Mexican national Vicente Figueroa Benavides (pictured), wrongly convicted and sentenced to death in Kern County, California for supposedly raping, sodomizing, and murdering his girlfriend’s 21-month-old daughter, will soon be freed after nearly 26 years on death row. He will be the 162nd person and fifth foreign national exonerated from a U.S. death row since 1973.

In a media advisory on April 17, 2018, Kern District Attorney Lisa Green announced on April 17, 2018 that her office would be dropping all charges against Benavides, one month after the California Supreme Court vacated the former farmworker’s convictions for sexually assaulting and murdering Consuelo Verdugo, which the court called a product of “extensive,” “pervasive,” “impactful,” and “false” forensic testimony. The girl, the court said, had never been sexually assaulted and may actually have died from being hit by a car.

At trial, the prosecution presented testimony from forensic pathologist Dr. James Diblin, who told the jury that Consuelo had died from “blunt force penetrating injury of the anus” and claimed that many of her internal injuries were the result of rape. He further testified that arm injuries, other internal trauma, dilated pupils, and compression rib fractures she had sustained had been “caused by tight squeezing during a sexual assault.”

During post-conviction proceedings, Benavides’s lawyers presented evidence from Dr. Astrid Heger, one of the country’s leading experts on child abuse, debunking Diblin’s false testimony. Dr. Heger described Diblin’s assertion that Consuelo’s injuries had been the product of sexual assault as “so unlikely to the point of being absurd. … No such mechanism of injury has ever been reported in any literature of child abuse or child assault.” Rather, she said, the internal injuries Consuelo sustained were commonly seen in victims of automobile accidents.

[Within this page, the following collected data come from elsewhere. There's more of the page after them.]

//! Form field state with per-field validation.
//!
//! ```rust
//! use tendril_platform::form::{FormState, validators};
//!
//! let form = FormState::builder()
//!     .field("email", "")
//!     .validator("email", validators::required())
//!     .validator("email", validators::email())
//!     .build();
//!
//! assert!(!form.submit(|_| {}));
//! assert_eq!(form.error("email").as_deref(), Some("required"));
//!
//! form.set_field("email", "ada@example.com");
//! assert!(form.submit(|values| assert_eq!(values["email"], "ada@example.com")));
//! ```

use std::collections::{BTreeMap, BTreeSet};
use std::rc::Rc;

use tendril_core::Signal;

pub type Values = BTreeMap<String, String>;

/// Returns an error message, or `None` when the field is fine. Gets the
/// field's value and every value in the form.
pub type Validator = Rc<dyn Fn(&str, &Values) -> Option<String>>;

#[derive(Clone, Debug, Default, PartialEq, Eq)]
pub struct FormSnapshot {
    pub values: Values,
    /// First failing message per field.
    pub errors: BTreeMap<String, String>,
    pub touched: BTreeSet<String>,
    pub submit_count: u32,
}

#[derive(Default)]
pub struct FormBuilder {
    initial: Values,
    validators: BTreeMap<String, Vec<Validator>>,
    validate_on_change: bool,
}

impl FormBuilder {
    pub fn field(mut self, name: impl Into<String>, initial: impl Into<String>) -> Self {
        self.initial.insert(name.into(), initial.into());
        self
    }

    pub fn validator(mut self, name: impl Into<String>, v: Validator) -> Self {
        self.validators.entry(name.into()).or_default().push(v);
        self
    }

    /// Re-check touched fields on every edit instead of only on touch/submit.
    pub fn validate_on_change(mut self, on: bool) -> Self {
        self.validate_on_change = on;
        self
    }

    pub fn build(self) -> FormState {
        for name in self.validators.keys() {
            if !self.initial.contains_key(name) {
                log::warn!("form: validator for undeclared field `{name}` is never run");
            }
        }
        let snapshot = FormSnapshot {
            values: self.initial.clone(),
            ..Default::default()
        };
        FormState {
            inner: Rc::new(FormInner {
                initial: self.initial,
                validators: self.validators,
                validate_on_change: self.validate_on_change,
                state: Signal::new(snapshot),
            }),
        }
    }
}

struct FormInner {
    initial: Values,
    validators: BTreeMap<String, Vec<Validator>>,
    validate_on_change: bool,
    state: Signal<FormSnapshot>,
}

/// Clones share the same form.
#[derive(Clone)]
pub struct FormState {
    inner: Rc<FormInner>,
}

impl FormState {
    pub fn builder() -> FormBuilder {
        FormBuilder::default()
    }

    fn check(&self, name: &str, values: &Values) -> Option<String> {
        let value = values.get(name).map(String::as_str).unwrap_or("");
        self.inner
            .validators
            .get(name)?
            .iter()
            .find_map(|v| v(value, values))
    }

    fn revalidate<'a>(
        &self,
        snap: &mut FormSnapshot,
        fields: impl IntoIterator<Item = &'a String>,
    ) {
        for name in fields {
            match self.check(name, &snap.values) {
                Some(msg) => snap.errors.insert(name.clone(), msg),
                None => snap.errors.remove(name),
            };
        }
    }

    /// Unknown fields are logged and ignored.
    pub fn set_field(&self, name: &str, value: impl Into<String>) -> bool {
        if !self.inner.initial.contains_key(name) {
            log::warn!("form: ignoring write to unknown field `{name}`");
            return false;
        }
        let value = value.into();
        self.inner.state.update(|s| {
            let mut next = s.clone();
            next.values.insert(name.to_string(), value);
            if self.inner.validate_on_change {
                let mut fields = next.touched.clone();
                fields.insert(name.to_string());
                self.revalidate(&mut next, &fields);
            }
            next
        });
        true
    }

    /// Marks a field as visited and validates it.
    pub fn touch(&self, name: &str) {
        if !self.inner.initial.contains_key(name) {
            log::warn!("form: ignoring touch of unknown field `{name}`");
            return;
        }
        self.inner.state.update(|s| {
            let mut next = s.clone();
            next.touched.insert(name.to_string());
            self.revalidate(&mut next, [&name.to_string()]);
            next
        });
    }

    /// Validates every field. Returns whether the form is valid.
    pub fn validate(&self) -> bool {
        self.inner.state.update(|s| {
            let mut next = s.clone();
            self.revalidate(&mut next, self.inner.initial.keys());
            next
        });
        self.is_valid()
    }

    /// Touches and validates everything, then hands the values to `on_valid`
    /// if there are no errors.
    pub fn submit(&self, on_valid: impl FnOnce(&Values)) -> bool {
        self.inner.state.update(|s| {
            let mut next = s.clone();
            next.submit_count += 1;
            next.touched.extend(self.inner.initial.keys().cloned());
            self.revalidate(&mut next, self.inner.initial.keys());
            next
        });
        let snap = self.inner.state.snapshot();
        if !snap.errors.is_empty() {
            log::debug!("form: submit blocked by {} error(s)", snap.errors.len());
            return false;
        }
        on_valid(&snap.values);
        true
    }

    pub fn reset(&self) {
        self.inner.state.set(FormSnapshot {
            values: self.inner.initial.clone(),
            ..Default::default()
        });
    }

    pub fn value(&self, name: &str) -> Option<String> {
        self.inner.state.with(|s| s.values.get(name).cloned())
    }

    pub fn error(&self, name: &str) -> Option<String> {
        self.inner.state.with(|s| s.errors.get(name).cloned())
    }

    pub fn is_touched(&self, name: &str) -> bool {
        self.inner.state.with(|s| s.touched.contains(name))
    }

    pub fn is_valid(&self) -> bool {
        self.inner.state.with(|s| s.errors.is_empty())
    }

    pub fn is_dirty(&self) -> bool {
        self.inner.state.with(|s| s.values != self.inner.initial)
    }

    pub fn snapshot(&self) -> Rc<FormSnapshot> {
        self.inner.state.snapshot()
    }

    pub fn signal(&self) -> Signal<FormSnapshot> {
        self.inner.state.clone()
    }
}

pub mod validators {
    use std::rc::Rc;

    use super::{Validator, Values};

    pub fn required() -> Validator {
        Rc::new(|v: &str, _: &Values| v.trim().is_empty().then(|| "required".to_string()))
    }

    pub fn min_len(n: usize) -> Validator {
        Rc::new(move |v: &str, _: &Values| {
            (v.chars().count() < n).then(|| format!("must be at least {n} characters"))
        })
    }

    /// Loose shape check: one `@`, something before it, a dot after it.
    /// Empty values pass; pair with [`required`] for mandatory fields.
    pub fn email() -> Validator {
        Rc::new(|v: &str, _: &Values| {
            if v.is_empty() {
                return None;
            }
            let ok = match v.split_once('@') {
                Some((local, domain)) => {
                    !local.is_empty()
                        && !domain.contains('@')
                        && domain
                            .split_once('.')
                            .is_some_and(|(host, tld)| !host.is_empty() && !tld.is_empty())
                }
                None => false,
            };
            (!ok).then(|| "not a valid email address".to_string())
        })
    }

    pub fn matches_field(other: &'static str) -> Validator {
        Rc::new(move |v: &str, all: &Values| {
            (all.get(other).map(String::as_str) != Some(v)).then(|| format!("must match {other}"))
        })
    }
}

Hospital records and witness statements obtained by Benavides’s appeal lawyers also undermined Diblin’s false testimony. Records showed that the examining physicians from Consuelo’s initial hospitalization had not seen any signs of bleeding when she was brought to the emergency room, and a nurse who helped treat Consuelo reported that neither she nor any of her colleagues had seen evidence of anal or vaginal trauma when the child arrived. Indeed, the court said, the medical records showed that the injuries to Consuelo’s genitalia and anus that Diblin had claimed were evidence of sexual assault were actually “attribut[able] to medical intervention,” including repeated failed efforts to insert a catheter and the improper use of an adult-sized catheter on the small child.

Associate Justice Carol Corrigan—a former prosecutor—described the forensic testimony that Benavides had brutally raped and anally sodomized Consuelo as “among the most hair-raising false evidence that I’ve encountered in all the time that I’ve been looking at criminal cases.” On appeal, prosecutors admitted that the forensic evidence they used to convict Benavides was false, but asked the state court to sustain a conviction for second-degree murder.

Even after agreeing on April 17, 2018 to drop all charges, District Attorney Green refused to concede that Benavides was innocent of murder. “[I]t doesn’t mean he’s innocent of the physical child abuse,” she said. “My decision not to retry the case is not the same as a finding of factual innocence[.] I’m not stating in any way that he’s factually innocent of the death of the child.”

At least ten men and women have been exonerated from death rows across the United States after having been wrongly convicted for killing a child. In the cases of Rodricus Crawford and Sabrina Butler, the medical evidence also showed that no crime had occurred, but the defendants were convicted based on false forensic testimony. Benavides is the fourth person exonerated from California’s death row since 1980.

A California prison spokesperson said he is expected the be freed “within a few days,” as soon as the Kern County court orders his release. [UPDATE: The court formally dismissed all charges against Mr. Benavides and he was released on April 19, 2018.]